Untung saja Dewi Fortuna masih berpihak padaku. Sebuah ruang toilet masih kosong. Aku segera melepaskan hasrat dari alam kemudian keluar tanpa beban karena semua beban dan kotoran sudah berhasil di buang ke jamban tapi siapa yang akan menolong ku dari rasa malu terjerembab di kelas tadi? Oh Tuhan tolong aku dan kabar itu sepertinya lebih cepat menyebar secepat kecepatan angin. Aku keluar toilet dan menemukan Aldo. Rasanya aku mau kabur namun tatapan Aldo telah mengunci langkahku. Aldo mendekatiku dengan tatapannya yang membuatku salah tingkah.
"Ruby, kamu nggak apa-apa?" Suara Aldo yang lembut menghantarkan rasa nyaman. Aku tidak tahu mengapa suara itu begitu menenangkan dan menyenangkan saat mengetahui bahwa Aldo mencemaskan aku.
"Nggak apa kok." Kataku sambil menahan malu di hadapan Aldo.
"Aku tadi mau nyamperin kamu eh malah kamunya yang ngacir duluan."
"Maklum Pak, panggilan alam."
" Eh, nanti mau pulang bareng nggak?" Tanya Aldo penuh semangat.
Jujur saja, aku ingin sekali mengiyakan ajakan Aldo namun aku tahu ajakan itu akan menjadi rumit karena aku tak ingin Aldo berdebat dengan mamanya karena mengantarkan aku pulang.

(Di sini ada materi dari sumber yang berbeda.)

use base64::Engine as _;
use base64::engine::general_purpose::STANDARD as B64;
use reqwest::StatusCode;
use serde_json::{Value, json};

struct TestServer {
    base_url: String,
    handle: tokio::task::JoinHandle<()>,
}

impl TestServer {
    async fn spawn() -> Self {
        // Build app (same router as prod), but bind to an ephemeral port.
        let app = ecocrop_api::app::build_app("test-secret".to_string()).await;
        let listener = tokio::net::TcpListener::bind("127.0.0.1:0")
            .await
            .expect("failed to bind ephemeral port");
        let addr = listener.local_addr().unwrap();
        let base_url = format!("http://{}", addr);

        let handle = tokio::spawn(async move {
            axum::serve(listener, app).await.unwrap();
        });

        Self { base_url, handle }
    }
}

impl Drop for TestServer {
    fn drop(&mut self) {
        self.handle.abort();
    }
}

async fn register(
    client: &reqwest::Client,
    base_url: &str,
    email: &str,
    name: &str,
    password: &str,
) -> (String, Value) {
    let res = client
        .post(format!("{base_url}/api/auth/register"))
        .json(&json!({ "email": email, "name": name, "password": password }))
        .send()
        .await
        .unwrap();
    assert_eq!(res.status(), StatusCode::CREATED);

    let body: Value = res.json().await.unwrap();
    let token = body["token"].as_str().unwrap().to_string();
    (token, body["user"].clone())
}

#[tokio::test]
async fn health_is_public() {
    let srv = TestServer::spawn().await;

    let res = reqwest::Client::new()
        .get(format!("{}/health", srv.base_url))
        .send()
        .await
        .unwrap();

    assert_eq!(res.status(), StatusCode::OK);
}

#[tokio::test]
async fn auth_required_for_protected_endpoints() {
    let srv = TestServer::spawn().await;
    let client = reqwest::Client::new();

    for path in ["/api/auth/me", "/api/analysis/history", "/api/whoami"] {
        let res = client
            .get(format!("{}{path}", srv.base_url))
            .send()
            .await
            .unwrap();
        assert_eq!(res.status(), StatusCode::UNAUTHORIZED, "{path}");
    }

    // Garbage token is just as unauthorized as no token.
    let res = client
        .get(format!("{}/api/auth/me", srv.base_url))
        .bearer_auth("not-a-token")
        .send()
        .await
        .unwrap();
    assert_eq!(res.status(), StatusCode::UNAUTHORIZED);
}

#[tokio::test]
async fn register_login_me_flow() {
    let srv = TestServer::spawn().await;
    let client = reqwest::Client::new();

    let (token, user) = register(
        &client,
        &srv.base_url,
        "farmer@ecocrop.ai",
        "Test Farmer",
        "plantsarecool",
    )
    .await;
    assert_eq!(user["email"], "farmer@ecocrop.ai");

    // Fresh login issues a working token.
    let res = client
        .post(format!("{}/api/auth/login", srv.base_url))
        .json(&json!({ "email": "farmer@ecocrop.ai", "password": "plantsarecool" }))
        .send()
        .await
        .unwrap();
    assert_eq!(res.status(), StatusCode::OK);
    let body: Value = res.json().await.unwrap();
    let login_token = body["token"].as_str().unwrap();

    for t in [token.as_str(), login_token] {
        let res = client
            .get(format!("{}/api/auth/me", srv.base_url))
            .bearer_auth(t)
            .send()
            .await
            .unwrap();
        assert_eq!(res.status(), StatusCode::OK);
        let me: Value = res.json().await.unwrap();
        assert_eq!(me["email"], "farmer@ecocrop.ai");
        assert_eq!(me["name"], "Test Farmer");
    }
}

#[tokio::test]
async fn duplicate_registration_conflicts() {
    let srv = TestServer::spawn().await;
    let client = reqwest::Client::new();

    register(
        &client,
        &srv.base_url,
        "farmer@ecocrop.ai",
        "First",
        "plantsarecool",
    )
    .await;

    // Same email, different case: still taken.
    let res = client
        .post(format!("{}/api/auth/register", srv.base_url))
        .json(&json!({ "email": "Farmer@EcoCrop.AI", "name": "Second", "password": "plantsarecool" }))
        .send()
        .await
        .unwrap();
    assert_eq!(res.status(), StatusCode::CONFLICT);
}

#[tokio::test]
async fn bad_registrations_are_rejected() {
    let srv = TestServer::spawn().await;
    let client = reqwest::Client::new();

    for (email, name, password) in [
        ("not-an-email", "Farmer", "plantsarecool"),
        ("farmer@ecocrop.ai", "", "plantsarecool"),
        ("farmer@ecocrop.ai", "Farmer", "short"),
    ] {
        let res = client
            .post(format!("{}/api/auth/register", srv.base_url))
            .json(&json!({ "email": email, "name": name, "password": password }))
            .send()
            .await
            .unwrap();
        assert_eq!(res.status(), StatusCode::BAD_REQUEST, "{email} / {name}");
    }
}

#[tokio::test]
async fn invalid_login_rejected() {
    let srv = TestServer::spawn().await;
    let client = reqwest::Client::new();

    register(
        &client,
        &srv.base_url,
        "farmer@ecocrop.ai",
        "Farmer",
        "plantsarecool",
    )
    .await;

    // Wrong password and unknown email look identical from outside.
    for (email, password) in [
        ("farmer@ecocrop.ai", "wrongpassword"),
        ("nobody@ecocrop.ai", "plantsarecool"),
    ] {
        let res = client
            .post(format!("{}/api/auth/login", srv.base_url))
            .json(&json!({ "email": email, "password": password }))
            .send()
            .await
            .unwrap();
        assert_eq!(res.status(), StatusCode::UNAUTHORIZED);
        let body: Value = res.json().await.unwrap();
        assert_eq!(body["message"], "invalid email or password");
    }
}

#[tokio::test]
async fn analysis_lifecycle_create_history_detail() {
    let srv = TestServer::spawn().await;
    let client = reqwest::Client::new();
    let (token, _) = register(
        &client,
        &srv.base_url,
        "farmer@ecocrop.ai",
        "Farmer",
        "plantsarecool",
    )
    .await;

    // Create
    let res = client
        .post(format!("{}/api/analysis", srv.base_url))
        .bearer_auth(&token)
        .json(&json!({
            "crop_name": "Tomato",
            "growth_stage": "Flowering",
            "symptoms": "Yellowing leaves with brown spots",
            "soil_moisture_pct": 45.0,
            "temperature_c": 25.5,
            "humidity_pct": 70.0,
        }))
        .send()
        .await
        .unwrap();
    assert_eq!(res.status(), StatusCode::CREATED);
    let created: Value = res.json().await.unwrap();
    let id = created["id"].as_str().unwrap().to_string();
    assert_eq!(created["crop_name"], "Tomato");
    assert!(!created["diagnosis"].as_str().unwrap().is_empty());
    assert!(created["risk_level"].is_string());

    // History contains it, newest first.
    let res = client
        .get(format!("{}/api/analysis/history", srv.base_url))
        .bearer_auth(&token)
        .send()
        .await
        .unwrap();
    assert_eq!(res.status(), StatusCode::OK);
    let history: Value = res.json().await.unwrap();
    let items = history["items"].as_array().unwrap();
    assert_eq!(items.len(), 1);
    assert_eq!(items[0]["id"], id.as_str());

    // Detail round-trips.
    let res = client
        .get(format!("{}/api/analysis/{id}", srv.base_url))
        .bearer_auth(&token)
        .send()
        .await
        .unwrap();
    assert_eq!(res.status(), StatusCode::OK);
    let detail: Value = res.json().await.unwrap();
    assert_eq!(detail["symptoms"], "Yellowing leaves with brown spots");
}

#[tokio::test]
async fn analysis_accepts_photo_and_keeps_it_off_the_wire() {
    let srv = TestServer::spawn().await;
    let client = reqwest::Client::new();
    let (token, _) = register(
        &client,
        &srv.base_url,
        "farmer@ecocrop.ai",
        "Farmer",
        "plantsarecool",
    )
    .await;

    let res = client
        .post(format!("{}/api/analysis", srv.base_url))
        .bearer_auth(&token)
        .json(&json!({
            "crop_name": "Wheat",
            "growth_stage": "Vegetative",
            "symptoms": "Rust-colored spots on leaves",
            "photo_base64": B64.encode(b"fake jpeg bytes"),
        }))
        .send()
        .await
        .unwrap();
    assert_eq!(res.status(), StatusCode::CREATED);
    let created: Value = res.json().await.unwrap();
    assert!(created.get("photo_base64").is_none());

    // Garbage base64 is a validation error, not a 500.
    let res = client
        .post(format!("{}/api/analysis", srv.base_url))
        .bearer_auth(&token)
        .json(&json!({
            "crop_name": "Wheat",
            "growth_stage": "Vegetative",
            "symptoms": "Rust-colored spots on leaves",
            "photo_base64": "!!not base64!!",
        }))
        .send()
        .await
        .unwrap();
    assert_eq!(res.status(), StatusCode::BAD_REQUEST);
}

#[tokio::test]
async fn blank_symptoms_rejected() {
    let srv = TestServer::spawn().await;
    let client = reqwest::Client::new();
    let (token, _) = register(
        &client,
        &srv.base_url,
        "farmer@ecocrop.ai",
        "Farmer",
        "plantsarecool",
    )
    .await;

    let res = client
        .post(format!("{}/api/analysis", srv.base_url))
        .bearer_auth(&token)
        .json(&json!({
            "crop_name": "Tomato",
            "growth_stage": "Flowering",
            "symptoms": "   ",
        }))
        .send()
        .await
        .unwrap();
    assert_eq!(res.status(), StatusCode::BAD_REQUEST);
}

#[tokio::test]
async fn missing_and_malformed_analysis_ids() {
    let srv = TestServer::spawn().await;
    let client = reqwest::Client::new();
    let (token, _) = register(
        &client,
        &srv.base_url,
        "farmer@ecocrop.ai",
        "Farmer",
        "plantsarecool",
    )
    .await;

    let res = client
        .get(format!(
            "{}/api/analysis/00000000-0000-7000-8000-000000000000",
            srv.base_url
        ))
        .bearer_auth(&token)
        .send()
        .await
        .unwrap();
    assert_eq!(res.status(), StatusCode::NOT_FOUND);

    let res = client
        .get(format!("{}/api/analysis/nonexistent-analysis-id", srv.base_url))
        .bearer_auth(&token)
        .send()
        .await
        .unwrap();
    assert_eq!(res.status(), StatusCode::BAD_REQUEST);
}

#[tokio::test]
async fn analyses_are_isolated_between_users() {
    let srv = TestServer::spawn().await;
    let client = reqwest::Client::new();

    let (token_a, _) = register(
        &client,
        &srv.base_url,
        "alice@ecocrop.ai",
        "Alice",
        "plantsarecool",
    )
    .await;
    let (token_b, _) = register(
        &client,
        &srv.base_url,
        "bob@ecocrop.ai",
        "Bob",
        "plantsarecool",
    )
    .await;

    let res = client
        .post(format!("{}/api/analysis", srv.base_url))
        .bearer_auth(&token_a)
        .json(&json!({
            "crop_name": "Maize",
            "growth_stage": "Seedling",
            "symptoms": "holes chewed through young leaves",
        }))
        .send()
        .await
        .unwrap();
    assert_eq!(res.status(), StatusCode::CREATED);
    let created: Value = res.json().await.unwrap();
    let id = created["id"].as_str().unwrap();

    // Bob can't see Alice's record, by id or in history.
    let res = client
        .get(format!("{}/api/analysis/{id}", srv.base_url))
        .bearer_auth(&token_b)
        .send()
        .await
        .unwrap();
    assert_eq!(res.status(), StatusCode::NOT_FOUND);

    let res = client
        .get(format!("{}/api/analysis/history", srv.base_url))
        .bearer_auth(&token_b)
        .send()
        .await
        .unwrap();
    let history: Value = res.json().await.unwrap();
    assert!(history["items"].as_array().unwrap().is_empty());
}

#[tokio::test]
async fn soil_recommendation_follows_rule_table() {
    let srv = TestServer::spawn().await;
    let client = reqwest::Client::new();
    let (token, _) = register(
        &client,
        &srv.base_url,
        "farmer@ecocrop.ai",
        "Farmer",
        "plantsarecool",
    )
    .await;

    let res = client
        .post(format!("{}/api/recommend/soil", srv.base_url))
        .bearer_auth(&token)
        .json(&json!({ "soil": "Clay", "rainfall_mm": 1200.0, "temperature_c": 26.0 }))
        .send()
        .await
        .unwrap();
    assert_eq!(res.status(), StatusCode::OK);
    let body: Value = res.json().await.unwrap();
    assert_eq!(body["crop"], "rice");

    let res = client
        .post(format!("{}/api/recommend/soil", srv.base_url))
        .bearer_auth(&token)
        .json(&json!({ "soil": "peat", "rainfall_mm": 500.0, "temperature_c": 26.0 }))
        .send()
        .await
        .unwrap();
    assert_eq!(res.status(), StatusCode::BAD_REQUEST);
}

#[tokio::test]
async fn field_recommendation_ranks_and_advises() {
    let srv = TestServer::spawn().await;
    let client = reqwest::Client::new();
    let (token, _) = register(
        &client,
        &srv.base_url,
        "farmer@ecocrop.ai",
        "Farmer",
        "plantsarecool",
    )
    .await;

    let res = client
        .post(format!("{}/api/recommend/field", srv.base_url))
        .bearer_auth(&token)
        .json(&json!({
            "nitrogen": 85.0,
            "phosphorus": 45.0,
            "potassium": 40.0,
            "temperature_c": 24.0,
            "humidity_pct": 82.0,
            "ph": 6.0,
            "rainfall_mm": 220.0,
            "soil_moisture_pct": 18.0,
        }))
        .send()
        .await
        .unwrap();
    assert_eq!(res.status(), StatusCode::OK);
    let body: Value = res.json().await.unwrap();

    let rankings = body["rankings"].as_array().unwrap();
    assert_eq!(rankings.len(), 5);
    assert_eq!(rankings[0]["crop"], "rice");

    // Low moisture should come back with an irrigate action.
    assert_eq!(body["irrigation"]["action"], "irrigate");

    // Without moisture there is no irrigation block.
    let res = client
        .post(format!("{}/api/recommend/field", srv.base_url))
        .bearer_auth(&token)
        .json(&json!({
            "nitrogen": 85.0,
            "phosphorus": 45.0,
            "potassium": 40.0,
            "temperature_c": 24.0,
            "humidity_pct": 82.0,
            "ph": 6.0,
            "rainfall_mm": 220.0,
        }))
        .send()
        .await
        .unwrap();
    let body: Value = res.json().await.unwrap();
    assert!(body["irrigation"].is_null());

    // Invalid reading is rejected.
    let res = client
        .post(format!("{}/api/recommend/field", srv.base_url))
        .bearer_auth(&token)
        .json(&json!({
            "nitrogen": 85.0,
            "phosphorus": 45.0,
            "potassium": 40.0,
            "temperature_c": 24.0,
            "humidity_pct": 82.0,
            "ph": 99.0,
            "rainfall_mm": 220.0,
        }))
        .send()
        .await
        .unwrap();
    assert_eq!(res.status(), StatusCode::BAD_REQUEST);
}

Sebenarnya aku dan Aldo bertetangga. Rumah kami bersebrangan. Hanya saja orang tuanya tidak terlalu suka kalau aku dekat dengan Aldo. Aku berusaha untuk mengerti karena Aldo dan aku sebenarnya datang dari dunia yang berbeda. Aku harus berjuang untuk membayar uang sekolahku sedangkan Aldo adalah seorang anak tunggal yang segala keperluannya selalu terpenuhi bahkan bisa dikatakan Aldo tidak pernah merasakan hidup kekurangan. Untuk itu aku tahu kalau antara aku dan Aldo harusnya ada pembatas biarlah dunia kami tetap terpisah, aku dengan duniaku dan Aldo tetap di dunianya membiarkan dia mendapat yang lebih baik daripada aku yang masih bergelut dengan kesusahan hidup.

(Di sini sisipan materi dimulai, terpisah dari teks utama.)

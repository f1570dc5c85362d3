use std::sync::Arc;

use axum::{
    extract::Extension,
    http::StatusCode,
    response::{IntoResponse, sse::Event as SseEvent},
    Json,
};

use crate::app::services::{self, AppServices};
use crate::context::PrincipalContext;

pub async fn health() -> StatusCode {
    StatusCode::OK
}

pub async fn whoami(Extension(principal): Extension<PrincipalContext>) -> impl IntoResponse {
    Json(serde_json::json!({
        "user_id": principal.user_id().to_string(),
        "email": principal.email(),
    }))
}

pub async fn stream(
    Extension(services): Extension<Arc<AppServices>>,
    Extension(principal): Extension<PrincipalContext>,
) -> axum::response::Sse<impl tokio_stream::Stream<Item = Result<SseEvent, std::convert::Infallible>>>
{
    services::user_sse_stream(services, principal.user_id())
}
//! JWT issue/validate over HS256.
//!
//! Signature handling lives here; the deterministic claim-window checks live
//! in [`crate::claims`]. The API layer holds a `dyn TokenValidator` so it
//! never learns which algorithm backs the tokens.

use chrono::{DateTime, Duration, Utc};
use jsonwebtoken::{Algorithm, DecodingKey, EncodingKey, Header, Validation};
use thiserror::Error;

use ecocrop_core::{Email, UserId};

use crate::claims::{JwtClaims, TokenValidationError, validate_claims};

/// Token lifetime for issued sessions (7 days).
const TOKEN_TTL_HOURS: i64 = 24 * 7;

#[derive(Debug, Error)]
pub enum TokenError {
    #[error("failed to encode token: {0}")]
    Encode(String),

    #[error("invalid token")]
    Invalid,

    #[error(transparent)]
    Claims(#[from] TokenValidationError),
}

/// Validates a bearer token and returns its claims.
pub trait TokenValidator: Send + Sync {
    fn validate(&self, token: &str, now: DateTime<Utc>) -> Result<JwtClaims, TokenError>;
}

/// HS256 token codec over a shared secret.
pub struct Hs256TokenCodec {
    encoding: EncodingKey,
    decoding: DecodingKey,
}

impl Hs256TokenCodec {
    pub fn new(secret: &[u8]) -> Self {
        Self {
            encoding: EncodingKey::from_secret(secret),
            decoding: DecodingKey::from_secret(secret),
        }
    }

    /// Issue a session token for an authenticated user.
    pub fn issue(&self, user_id: UserId, email: &Email, now: DateTime<Utc>) -> Result<String, TokenError> {
        let claims = JwtClaims {
            sub: user_id,
            email: email.as_str().to_string(),
            issued_at: now,
            expires_at: now + Duration::hours(TOKEN_TTL_HOURS),
        };

        jsonwebtoken::encode(&Header::new(Algorithm::HS256), &claims, &self.encoding)
            .map_err(|e| TokenError::Encode(e.to_string()))
    }
}

impl TokenValidator for Hs256TokenCodec {
    fn validate(&self, token: &str, now: DateTime<Utc>) -> Result<JwtClaims, TokenError> {
        // Claims carry RFC 3339 timestamps rather than numeric `exp`/`iat`,
        // so the library's own time checks are disabled and the window is
        // validated by `validate_claims` instead.
        let mut validation = Validation::new(Algorithm::HS256);
        validation.validate_exp = false;
        validation.required_spec_claims.clear();

        let data = jsonwebtoken::decode::<JwtClaims>(token, &self.decoding, &validation)
            .map_err(|_| TokenError::Invalid)?;

        validate_claims(&data.claims, now)?;
        Ok(data.claims)
    }
}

"Aku pulang sendiri aja." Jawabku "Aku harus menyelesaikan sesuatu dengan Winner sebelum pulang sekolah."
Aku dapat ilham itu begitu saja tepat di saat Winner berjalan mendekati kami dengan gayanya yang arrogant dan membuat darah ini kembali mendidih karena mengingat pagi tadi.
" Aku dengar kamu nyebut nama ku. Ada apa?" Tanya Winner dengan nada acuh tak acuh.
" Aku tahu kalau kamu yang sengaja buat aku jatuh." Aku berusaha mengontrol amarah yang bergejolak di dalam diriku namun Winner terlihat sangat tenang.
" Terserah kamu mau mikir apa, yang jelas sekarang aku ada urusan yang lebih penting."
Winner berjalan santai meninggalkan aku yang dengan emosi yang sudah sampai di ubun-ubun. Aku heran mengapa aku bisa kenal orang yang seperti ini. Jangan pikir kalau aku tak tahu betapa liciknya Winner. Aku tahu hal yang orang lain tak tahu mengenai Winner.